▸ **TASK DIRECTIONS**
Give back each line of the data exactly.
══ RECORDS SUPPLIED
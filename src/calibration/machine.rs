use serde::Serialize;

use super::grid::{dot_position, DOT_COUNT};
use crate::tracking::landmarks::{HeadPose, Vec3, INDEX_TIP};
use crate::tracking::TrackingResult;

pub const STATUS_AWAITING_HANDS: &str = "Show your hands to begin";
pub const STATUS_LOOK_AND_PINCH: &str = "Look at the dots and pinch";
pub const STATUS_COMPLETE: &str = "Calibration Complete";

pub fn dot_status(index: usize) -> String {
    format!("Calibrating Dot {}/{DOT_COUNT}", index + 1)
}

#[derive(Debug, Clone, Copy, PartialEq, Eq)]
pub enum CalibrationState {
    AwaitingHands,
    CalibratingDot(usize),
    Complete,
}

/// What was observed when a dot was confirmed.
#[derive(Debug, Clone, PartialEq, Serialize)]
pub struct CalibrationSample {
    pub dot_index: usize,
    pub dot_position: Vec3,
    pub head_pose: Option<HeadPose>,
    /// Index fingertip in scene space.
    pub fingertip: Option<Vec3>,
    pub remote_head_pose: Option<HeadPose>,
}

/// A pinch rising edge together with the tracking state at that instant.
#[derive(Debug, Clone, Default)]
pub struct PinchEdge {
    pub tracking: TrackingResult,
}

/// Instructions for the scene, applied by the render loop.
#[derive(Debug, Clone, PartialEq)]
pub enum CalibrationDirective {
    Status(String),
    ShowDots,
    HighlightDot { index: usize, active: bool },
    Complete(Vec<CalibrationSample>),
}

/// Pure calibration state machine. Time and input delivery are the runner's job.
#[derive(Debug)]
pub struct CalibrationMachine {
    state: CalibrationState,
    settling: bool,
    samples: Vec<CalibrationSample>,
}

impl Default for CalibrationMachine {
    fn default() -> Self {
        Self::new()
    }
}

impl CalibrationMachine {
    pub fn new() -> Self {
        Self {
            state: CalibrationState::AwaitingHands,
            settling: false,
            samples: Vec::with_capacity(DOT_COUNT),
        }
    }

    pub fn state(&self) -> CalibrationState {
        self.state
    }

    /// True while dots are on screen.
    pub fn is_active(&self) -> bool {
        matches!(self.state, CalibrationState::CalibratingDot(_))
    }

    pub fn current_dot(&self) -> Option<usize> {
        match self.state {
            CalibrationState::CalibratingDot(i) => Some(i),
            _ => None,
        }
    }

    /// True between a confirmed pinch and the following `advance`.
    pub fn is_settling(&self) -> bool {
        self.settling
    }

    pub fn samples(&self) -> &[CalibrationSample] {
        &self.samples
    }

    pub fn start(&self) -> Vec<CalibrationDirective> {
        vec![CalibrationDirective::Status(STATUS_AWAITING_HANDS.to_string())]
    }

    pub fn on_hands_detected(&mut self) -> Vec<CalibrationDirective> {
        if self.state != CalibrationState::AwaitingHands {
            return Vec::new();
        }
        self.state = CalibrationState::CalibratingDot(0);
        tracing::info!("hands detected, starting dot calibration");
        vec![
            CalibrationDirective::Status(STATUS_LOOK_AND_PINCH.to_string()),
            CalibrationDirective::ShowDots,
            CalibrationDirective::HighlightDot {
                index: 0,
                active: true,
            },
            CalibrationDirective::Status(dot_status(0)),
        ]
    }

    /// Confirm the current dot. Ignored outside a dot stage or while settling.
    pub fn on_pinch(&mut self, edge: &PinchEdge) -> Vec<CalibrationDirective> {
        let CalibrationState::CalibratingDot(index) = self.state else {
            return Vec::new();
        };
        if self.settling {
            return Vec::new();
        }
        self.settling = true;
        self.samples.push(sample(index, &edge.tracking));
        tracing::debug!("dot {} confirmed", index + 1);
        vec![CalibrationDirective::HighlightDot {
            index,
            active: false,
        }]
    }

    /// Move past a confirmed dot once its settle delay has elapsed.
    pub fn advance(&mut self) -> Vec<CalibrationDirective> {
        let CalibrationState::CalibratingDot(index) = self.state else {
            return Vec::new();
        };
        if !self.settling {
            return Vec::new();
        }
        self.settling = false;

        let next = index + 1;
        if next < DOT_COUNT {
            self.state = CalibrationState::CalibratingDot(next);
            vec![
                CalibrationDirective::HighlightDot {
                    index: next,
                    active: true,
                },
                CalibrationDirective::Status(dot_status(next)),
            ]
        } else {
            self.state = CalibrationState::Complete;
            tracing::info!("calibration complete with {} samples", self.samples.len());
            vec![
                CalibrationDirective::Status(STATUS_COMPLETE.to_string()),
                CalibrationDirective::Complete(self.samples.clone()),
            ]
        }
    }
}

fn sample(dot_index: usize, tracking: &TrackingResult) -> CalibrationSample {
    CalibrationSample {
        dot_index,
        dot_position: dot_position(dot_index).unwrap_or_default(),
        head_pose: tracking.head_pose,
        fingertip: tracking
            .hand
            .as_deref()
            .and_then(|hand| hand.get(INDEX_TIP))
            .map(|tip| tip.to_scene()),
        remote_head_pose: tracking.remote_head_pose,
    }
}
════
▸ **EXPECTED ANSWER**
filename src/calibration/machine.rs
use serde::Serialize;

use super::grid::{dot_position, DOT_COUNT};
use crate::tracking::landmarks::{HeadPose, Vec3, INDEX_TIP};
use crate::tracking::TrackingResult;

pub const STATUS_AWAITING_HANDS: &str = "Show your hands to begin";
pub const STATUS_LOOK_AND_PINCH: &str = "Look at the dots and pinch";
pub const STATUS_COMPLETE: &str = "Calibration Complete";

pub fn dot_status(index: usize) -> String {
    format!("Calibrating Dot {}/{DOT_COUNT}", index + 1)
}

#[derive(Debug, Clone, Copy, PartialEq, Eq)]
pub enum CalibrationState {
    AwaitingHands,
    CalibratingDot(usize),
    Complete,
}

/// What was observed when a dot was confirmed.
#[derive(Debug, Clone, PartialEq, Serialize)]
pub struct CalibrationSample {
    pub dot_index: usize,
    pub dot_position: Vec3,
    pub head_pose: Option<HeadPose>,
    /// Index fingertip in scene space.
    pub fingertip: Option<Vec3>,
    pub remote_head_pose: Option<HeadPose>,
}

/// A pinch rising edge together with the tracking state at that instant.
#[derive(Debug, Clone, Default)]
pub struct PinchEdge {
    pub tracking: TrackingResult,
}

/// Instructions for the scene, applied by the render loop.
#[derive(Debug, Clone, PartialEq)]
pub enum CalibrationDirective {
    Status(String),
    ShowDots,
    HighlightDot { index: usize, active: bool },
    Complete(Vec<CalibrationSample>),
}

/// Pure calibration state machine. Time and input delivery are the runner's job.
#[derive(Debug)]
pub struct CalibrationMachine {
    state: CalibrationState,
    settling: bool,
    samples: Vec<CalibrationSample>,
}

impl Default for CalibrationMachine {
    fn default() -> Self {
        Self::new()
    }
}

impl CalibrationMachine {
    pub fn new() -> Self {
        Self {
            state: CalibrationState::AwaitingHands,
            settling: false,
            samples: Vec::with_capacity(DOT_COUNT),
        }
    }

    pub fn state(&self) -> CalibrationState {
        self.state
    }

    /// True while dots are on screen.
    pub fn is_active(&self) -> bool {
        matches!(self.state, CalibrationState::CalibratingDot(_))
    }

    pub fn current_dot(&self) -> Option<usize> {
        match self.state {
            CalibrationState::CalibratingDot(i) => Some(i),
            _ => None,
        }
    }

    /// True between a confirmed pinch and the following `advance`.
    pub fn is_settling(&self) -> bool {
        self.settling
    }

    pub fn samples(&self) -> &[CalibrationSample] {
        &self.samples
    }

    pub fn start(&self) -> Vec<CalibrationDirective> {
        vec![CalibrationDirective::Status(STATUS_AWAITING_HANDS.to_string())]
    }

    pub fn on_hands_detected(&mut self) -> Vec<CalibrationDirective> {
        if self.state != CalibrationState::AwaitingHands {
            return Vec::new();
        }
        self.state = CalibrationState::CalibratingDot(0);
        tracing::info!("hands detected, starting dot calibration");
        vec![
            CalibrationDirective::Status(STATUS_LOOK_AND_PINCH.to_string()),
            CalibrationDirective::ShowDots,
            CalibrationDirective::HighlightDot {
                index: 0,
                active: true,
            },
            CalibrationDirective::Status(dot_status(0)),
        ]
    }

    /// Confirm the current dot. Ignored outside a dot stage or while settling.
    pub fn on_pinch(&mut self, edge: &PinchEdge) -> Vec<CalibrationDirective> {
        let CalibrationState::CalibratingDot(index) = self.state else {
            return Vec::new();
        };
        if self.settling {
            return Vec::new();
        }
        self.settling = true;
        self.samples.push(sample(index, &edge.tracking));
        tracing::debug!("dot {} confirmed", index + 1);
        vec![CalibrationDirective::HighlightDot {
            index,
            active: false,
        }]
    }

    /// Move past a confirmed dot once its settle delay has elapsed.
    pub fn advance(&mut self) -> Vec<CalibrationDirective> {
        let CalibrationState::CalibratingDot(index) = self.state else {
            return Vec::new();
        };
        if !self.settling {
            return Vec::new();
        }
        self.settling = false;

        let next = index + 1;
        if next < DOT_COUNT {
            self.state = CalibrationState::CalibratingDot(next);
            vec![
                CalibrationDirective::HighlightDot {
                    index: next,
                    active: true,
                },
                CalibrationDirective::Status(dot_status(next)),
            ]
        } else {
            self.state = CalibrationState::Complete;
            tracing::info!("calibration complete with {} samples", self.samples.len());
            vec![
                CalibrationDirective::Status(STATUS_COMPLETE.to_string()),
                CalibrationDirective::Complete(self.samples.clone()),
            ]
        }
    }
}

fn sample(dot_index: usize, tracking: &TrackingResult) -> CalibrationSample {
    CalibrationSample {
        dot_index,
        dot_position: dot_position(dot_index).unwrap_or_default(),
        head_pose: tracking.head_pose,
        fingertip: tracking
            .hand
            .as_deref()
            .and_then(|hand| hand.get(INDEX_TIP))
            .map(|tip| tip.to_scene()),
        remote_head_pose: tracking.remote_head_pose,
    }
}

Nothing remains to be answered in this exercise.